Three-dimensional (3D) human stem cell-derived systems allow recapitulation of architecture, composition, and physiology of organs. Organoids may be formed by combining individually differentiated cell populations or via introduction of external cues to human induced pluripotent stem cells (hiPSCs) to mimic stages of human development. However, such approaches may limit intercellular interactions or faithful mimicry of a mature organ’s structure. Here, we present an approach to genetically engineer hiPSCs with transcriptional and post-transcriptional regulatory networks to achieve multi-step differentiation in a cell-specific, semi-automated manner to form 3D liver organoids. The system relies on two independently operating networks, the first is small-molecule inducible heterogeneous expression of GATA-binding protein 6 (Gata6) to initiate germ layer formation and is capable of directing formation of 3D vascularized liver organoids. The second network operates post-transcriptionally, coupling miRNA sensing of miR-122a-5p and restriction endoribonucleases (ERNs) to autonomously express protein payloads in a hepatic-lineage cell-conditional manner.

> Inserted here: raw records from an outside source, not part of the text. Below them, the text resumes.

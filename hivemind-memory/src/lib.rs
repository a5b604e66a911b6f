//! # Hivemind Memory
//!
//! Distributed conversational memory for AI agent nodes. Each node owns
//! a local store of memories, entities, and relationships; replicas
//! converge through an event log, vector clocks, and CRDT-style merge.
//!
//! ## Overview
//!
//! - **Local store**: an in-process reference store with user, session,
//!   and entity indices plus linear-scan search
//! - **Vector clocks**: per-node counters capturing causal order of
//!   writes across the cluster
//! - **Event log**: append-only record of every memory event; the store
//!   is a materialized view of it
//! - **Broker contract**: publish/subscribe transport for events, with
//!   an in-process reference implementation
//! - **CRDT resolver**: deterministic merge of concurrent revisions
//!   under a configurable strategy
//! - **Distributed manager**: ties the pieces together for one node
//!
//! ## Quick Start
//!
//! ```rust,ignore
//! use std::sync::Arc;
//! use hivemind_memory::{
//!     broker::InProcessBroker,
//!     event_log::InMemoryEventLog,
//!     manager::DistributedMemoryManager,
//!     resolver::{CrdtResolver, MergeStrategy},
//!     store::InMemoryStore,
//!     types::Memory,
//! };
//!
//! let manager = DistributedMemoryManager::new(
//!     "node-a",
//!     Arc::new(InMemoryStore::new()),
//!     Arc::new(InMemoryEventLog::new()),
//!     Arc::new(InProcessBroker::new()),
//!     CrdtResolver::new(MergeStrategy::VectorClock),
//! );
//!
//! let stored = manager.add_memory(Memory::new("user-1", "likes Rust")).await?;
//! ```
//!
//! Writes commit locally before the broker publish; a publish failure
//! surfaces as [`error::MemoryError::PublishFailed`] with the local
//! state already committed and the event log holding the record.

pub mod broker;
pub mod clock;
pub mod error;
pub mod event;
pub mod event_log;
pub mod manager;
pub mod resolver;
pub mod store;
pub mod types;

pub use broker::{BrokerMessage, InProcessBroker, MessageBroker, TOPIC_MEMORY_EVENTS};
pub use clock::VectorClock;
pub use error::MemoryError;
pub use event::{MemoryEvent, MemoryEventType};
pub use event_log::{EventLog, InMemoryEventLog};
pub use manager::DistributedMemoryManager;
pub use resolver::{CrdtResolver, MergeStrategy, ResolutionReport};
pub use store::{InMemoryStore, ListOptions, SearchOptions, SearchResult, SortField};
pub use types::{Entity, EntityRef, EntityType, Memory, MemorySnapshot, MemoryType, Relationship};

/// Result type for memory subsystem operations.
pub type Result<T> = std::result::Result<T, MemoryError>;
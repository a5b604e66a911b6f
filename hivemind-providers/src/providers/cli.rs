//! Provider backed by a locally installed CLI instead of an HTTP
//! endpoint.
//!
//! The adapter shells out to the binary (no shell interpolation; argv
//! only), streams its stdout, and keeps session continuity by capturing
//! the top-level `session_id` from JSON output and passing it back on
//! subsequent calls. Prompt text is screened against a conservative
//! argument policy before any process is spawned, and the adapter
//! refuses to launch when its environment probe says it is already
//! running inside the host CLI.

use async_stream::stream;
use async_trait::async_trait;
use chrono::Utc;
use serde_json::Value;
use std::collections::HashMap;
use std::path::PathBuf;
use std::process::Stdio;
use std::sync::Mutex;
use std::time::Duration;
use tokio::io::{AsyncBufReadExt, BufReader};
use tokio::process::Command;
use tokio::time::Instant;
use tracing::debug;

use crate::error::ProviderError;
use crate::models::{
    CapabilityLimits, CompletionRequest, CompletionResponse, FinishReason, ProviderCapabilities,
    Role, Usage,
};
use crate::providers::{CompletionStream, Provider};

/// Characters never allowed into a CLI argument: shell metacharacters
/// and control bytes. The command runs without a shell, but arguments
/// still end up in logs and subprocess environments.
const FORBIDDEN_CHARS: &[char] = &[';', '|', '&', '$', '`', '<', '>', '\\'];

/// Configuration for a CLI-delegation provider.
#[derive(Debug, Clone)]
pub struct CliProviderConfig {
    /// Path to the installed binary
    pub binary: PathBuf,
    /// Fixed arguments prepended to every invocation
    pub base_args: Vec<String>,
    pub model: Option<String>,
    /// Environment variable that marks "already inside the host CLI";
    /// set and non-empty means refuse to launch
    pub host_guard_env: String,
    pub timeout: Duration,
}

impl Default for CliProviderConfig {
    fn default() -> Self {
        Self {
            binary: PathBuf::from("claude"),
            base_args: vec!["--print".to_string(), "--output-format".to_string(), "json".to_string()],
            model: None,
            host_guard_env: "CLAUDECODE".to_string(),
            timeout: Duration::from_secs(300),
        }
    }
}

/// Adapter that delegates completions to a local CLI process.
pub struct CliAdapter {
    name: String,
    config: CliProviderConfig,
    /// Session captured from the last JSON response, passed back via
    /// `--resume` for conversation continuity
    session_id: Mutex<Option<String>>,
}

impl CliAdapter {
    pub fn new(name: impl Into<String>, config: CliProviderConfig) -> Self {
        Self {
            name: name.into(),
            config,
            session_id: Mutex::new(None),
        }
    }

    pub fn session_id(&self) -> Option<String> {
        self.lock_session().clone()
    }

    fn lock_session(&self) -> std::sync::MutexGuard<'_, Option<String>> {
        self.session_id.lock().unwrap_or_else(|poisoned| poisoned.into_inner())
    }

    fn guard_recursion(&self) -> Result<(), ProviderError> {
        let probed = std::env::var(&self.config.host_guard_env).unwrap_or_default();
        if !probed.is_empty() {
            return Err(ProviderError::Configuration {
                message: format!(
                    "refusing to launch {} recursively ({} is set)",
                    self.config.binary.display(),
                    self.config.host_guard_env
                ),
            });
        }
        Ok(())
    }

    fn render_prompt(request: &CompletionRequest) -> String {
        let mut rendered = String::new();
        if let Some(prompt) = request.prompt.as_deref() {
            if !prompt.is_empty() {
                rendered.push_str(prompt);
                rendered.push('\n');
            }
        }
        for message in &request.messages {
            let role = match message.role {
                Role::System => "system",
                Role::User => "user",
                Role::Assistant => "assistant",
                Role::Tool => "tool",
            };
            rendered.push_str(role);
            rendered.push_str(": ");
            rendered.push_str(&message.content);
            rendered.push('\n');
        }
        rendered
    }

    fn build_command(&self, prompt: &str, stream: bool) -> Command {
        let mut command = Command::new(&self.config.binary);
        for arg in &self.config.base_args {
            // Streaming swaps the plain json output format.
            if stream && arg == "json" {
                command.arg("stream-json");
            } else {
                command.arg(arg);
            }
        }
        if let Some(model) = &self.config.model {
            command.arg("--model").arg(model);
        }
        if let Some(session) = self.lock_session().as_deref() {
            command.arg("--resume").arg(session);
        }
        command.arg(prompt);
        command
            .stdin(Stdio::null())
            .stdout(Stdio::piped())
            .stderr(Stdio::piped())
            .kill_on_drop(true);
        command
    }

    /// Pull content, session id, and usage out of one JSON stdout
    /// document. Non-JSON output falls back to raw text.
    fn absorb_output(&self, raw: &str) -> (String, Usage) {
        match serde_json::from_str::<Value>(raw) {
            Ok(json) => {
                if let Some(session) = json.get("session_id").and_then(Value::as_str) {
                    *self.lock_session() = Some(session.to_string());
                }
                let content = json
                    .get("result")
                    .or_else(|| json.get("content"))
                    .and_then(Value::as_str)
                    .unwrap_or(raw)
                    .to_string();
                let usage = Usage::new(
                    json.pointer("/usage/input_tokens")
                        .and_then(Value::as_u64)
                        .unwrap_or(0) as u32,
                    json.pointer("/usage/output_tokens")
                        .and_then(Value::as_u64)
                        .unwrap_or(0) as u32,
                );
                (content, usage)
            }
            Err(_) => (raw.to_string(), Usage::default()),
        }
    }
}
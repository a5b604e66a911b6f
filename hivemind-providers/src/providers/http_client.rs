//! Thin wrapper over `reqwest` shared by every HTTP adapter: base URL
//! handling, default headers, and the status-to-error mapping the retry
//! engine keys off.

use reqwest::header::HeaderMap;
use reqwest::{Client, Method, Response, StatusCode};
use std::collections::HashMap;
use std::time::Duration;

use crate::error::ProviderError;

/// Provider marker text meaning the credential is valid but scoped to a
/// different product. Never retried.
const PRODUCT_RESTRICTION_MARKER: &str = "only authorized for use with";

pub struct HttpProviderClient {
    http: Client,
    base_url: String,
    default_headers: HeaderMap,
}

impl HttpProviderClient {
    pub fn new(
        timeout: Duration,
        base_url: Option<String>,
        default_base: &str,
        headers: &HashMap<String, String>,
    ) -> Result<Self, ProviderError> {
        let http = Client::builder().timeout(timeout).build().map_err(|e| {
            ProviderError::Configuration {
                message: format!("failed to build HTTP client: {e}"),
            }
        })?;

        let mut default_headers = HeaderMap::new();
        default_headers.insert(
            reqwest::header::CONTENT_TYPE,
            reqwest::header::HeaderValue::from_static("application/json"),
        );
        for (key, value) in headers {
            if let (Ok(name), Ok(value)) = (
                key.parse::<reqwest::header::HeaderName>(),
                value.parse::<reqwest::header::HeaderValue>(),
            ) {
                default_headers.insert(name, value);
            }
        }

        Ok(Self {
            http,
            base_url: base_url.unwrap_or_else(|| default_base.to_string()),
            default_headers,
        })
    }

    pub fn base_url(&self) -> &str {
        &self.base_url
    }

    fn build_url(&self, path: &str) -> String {
        if path.starts_with('/') {
            format!("{}{}", self.base_url.trim_end_matches('/'), path)
        } else {
            format!("{}/{}", self.base_url.trim_end_matches('/'), path)
        }
    }

    /// POST a pre-serialized JSON body. The body bytes are marshaled
    /// once by the caller and cloned per attempt, never re-serialized.
    pub async fn post_bytes(
        &self,
        path: &str,
        body: Vec<u8>,
        request_headers: HeaderMap,
    ) -> Result<Response, ProviderError> {
        let mut headers = self.default_headers.clone();
        headers.extend(request_headers);

        let response = self
            .http
            .request(Method::POST, self.build_url(path))
            .headers(headers)
            .body(body)
            .send()
            .await
            .map_err(map_transport_error)?;
        Ok(response)
    }

    pub async fn get(
        &self,
        path: &str,
        request_headers: HeaderMap,
    ) -> Result<Response, ProviderError> {
        let mut headers = self.default_headers.clone();
        headers.extend(request_headers);

        let response = self
            .http
            .request(Method::GET, self.build_url(path))
            .headers(headers)
            .send()
            .await
            .map_err(map_transport_error)?;
        Ok(response)
    }
}

/// Classify a transport failure. Deadline expiry inside reqwest is a
/// timeout, everything else a connection error.
pub fn map_transport_error(error: reqwest::Error) -> ProviderError {
    if error.is_timeout() {
        ProviderError::Timeout
    } else {
        ProviderError::Connection(error)
    }
}

/// Map a non-success response onto the canonical error kinds.
pub async fn map_error_response(response: Response) -> ProviderError {
    let status = response.status();
    let body = response.text().await.unwrap_or_default();
    let message = extract_error_message(&body);

    if body.contains(PRODUCT_RESTRICTION_MARKER) {
        return ProviderError::AuthProductRestricted { message };
    }

    match status {
        StatusCode::BAD_REQUEST => ProviderError::InvalidRequest { message },
        StatusCode::UNAUTHORIZED => ProviderError::AuthFailed { message },
        StatusCode::TOO_MANY_REQUESTS => ProviderError::RateLimited,
        StatusCode::SERVICE_UNAVAILABLE => ProviderError::Unavailable,
        _ if status.as_u16() == 529 => ProviderError::Overloaded,
        _ => ProviderError::Api {
            code: status.as_u16(),
            message,
        },
    }
}

/// Pull a human-readable message out of the common JSON error shapes,
/// falling back to the raw body.
fn extract_error_message(body: &str) -> String {
    serde_json::from_str::<serde_json::Value>(body)
        .ok()
        .and_then(|value| {
            let error = value.get("error")?;
            error
                .get("message")
                .or_else(|| error.get("msg"))
                .and_then(|m| m.as_str())
                .map(|m| m.to_string())
                .or_else(|| error.as_str().map(|m| m.to_string()))
        })
        .unwrap_or_else(|| body.chars().take(500).collect())
}
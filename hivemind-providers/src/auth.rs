//! Credential handling for provider adapters.
//!
//! Adapters never cache OAuth tokens; the reader is queried on every
//! request because tokens rotate underneath long-lived processes.

use async_trait::async_trait;
use std::sync::Arc;

use crate::error::ProviderError;

/// Environment variable that opts a discovered Anthropic-shaped
/// provider into OAuth credentials instead of an API key.
pub const OAUTH_OPT_IN_ENV: &str = "CLAUDE_CODE_USE_OAUTH_CREDENTIALS";

/// Header shape a provider expects its credential in.
#[derive(Debug, Clone, Copy, PartialEq, Eq)]
pub enum AuthHeader {
    /// `Authorization: Bearer <key-or-token>`
    Bearer,
    /// A named header carrying the bare credential, e.g.
    /// `x-api-key: <key>` or Azure's `api-key: <key>`
    Header(&'static str),
    /// No credential (local runtimes such as Ollama)
    None,
}

/// Source of rotating OAuth access tokens.
#[async_trait]
pub trait AccessTokens: Send + Sync {
    /// The token to attach to the next request.
    async fn access_token(&self) -> Result<String, ProviderError>;
}

/// Fixed token source for tests and short-lived tools.
pub struct StaticAccessToken(pub String);

#[async_trait]
impl AccessTokens for StaticAccessToken {
    async fn access_token(&self) -> Result<String, ProviderError> {
        Ok(self.0.clone())
    }
}

/// What a provider authenticates with.
#[derive(Clone)]
pub enum Credential {
    ApiKey(String),
    OAuth(Arc<dyn AccessTokens>),
    None,
}

impl Credential {
    pub fn is_oauth(&self) -> bool {
        matches!(self, Credential::OAuth(_))
    }

    /// Materialize the credential value for one request.
    pub async fn resolve(&self) -> Result<Option<String>, ProviderError> {
        match self {
            Credential::ApiKey(key) => Ok(Some(key.clone())),
            Credential::OAuth(reader) => Ok(Some(reader.access_token().await?)),
            Credential::None => Ok(None),
        }
    }
}

impl std::fmt::Debug for Credential {
    fn fmt(&self, f: &mut std::fmt::Formatter<'_>) -> std::fmt::Result {
        // Never print the secret itself.
        match self {
            Credential::ApiKey(_) => f.write_str("Credential::ApiKey(..)"),
            Credential::OAuth(_) => f.write_str("Credential::OAuth(..)"),
            Credential::None => f.write_str("Credential::None"),
        }
    }
}

#[cfg(test)]
mod tests {
    use super::*;

    #[tokio::test]
    async fn static_token_resolves() {
        let credential = Credential::OAuth(Arc::new(StaticAccessToken("tok-1".to_string())));
        assert_eq!(credential.resolve().await.unwrap().unwrap(), "tok-1");
        assert!(credential.is_oauth());
    }

    #[tokio::test]
    async fn api_key_and_none_resolve() {
        let key = Credential::ApiKey("sk-test".to_string());
        assert_eq!(key.resolve().await.unwrap().unwrap(), "sk-test");
        assert!(Credential::None.resolve().await.unwrap().is_none());
    }

    #[test]
    fn debug_never_leaks_secrets() {
        let rendered = format!("{:?}", Credential::ApiKey("sk-secret".to_string()));
        assert!(!rendered.contains("secret"));
    }
}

These engineered iPSCs were grown for thirty days to form 3D liver organoids and when compared to a single-stage network, exhibited 60% increase in urea production, 36% increase in albumin production, and an order of magnitude increase of Cyp3A4 enzyme function while maintaining vasculature and cell compositional diversity. Collectively, our two-stage genetic network approach enabled selective differentiation, maturation, and conditional payload expression for hepatocyte development. We anticipate systems such as ours utilizing cell-specific miRNA sensors and ERN controlled payloads will allow selective differentiation of germ layers and progenitors as well as cell maturation across many existing organoid models.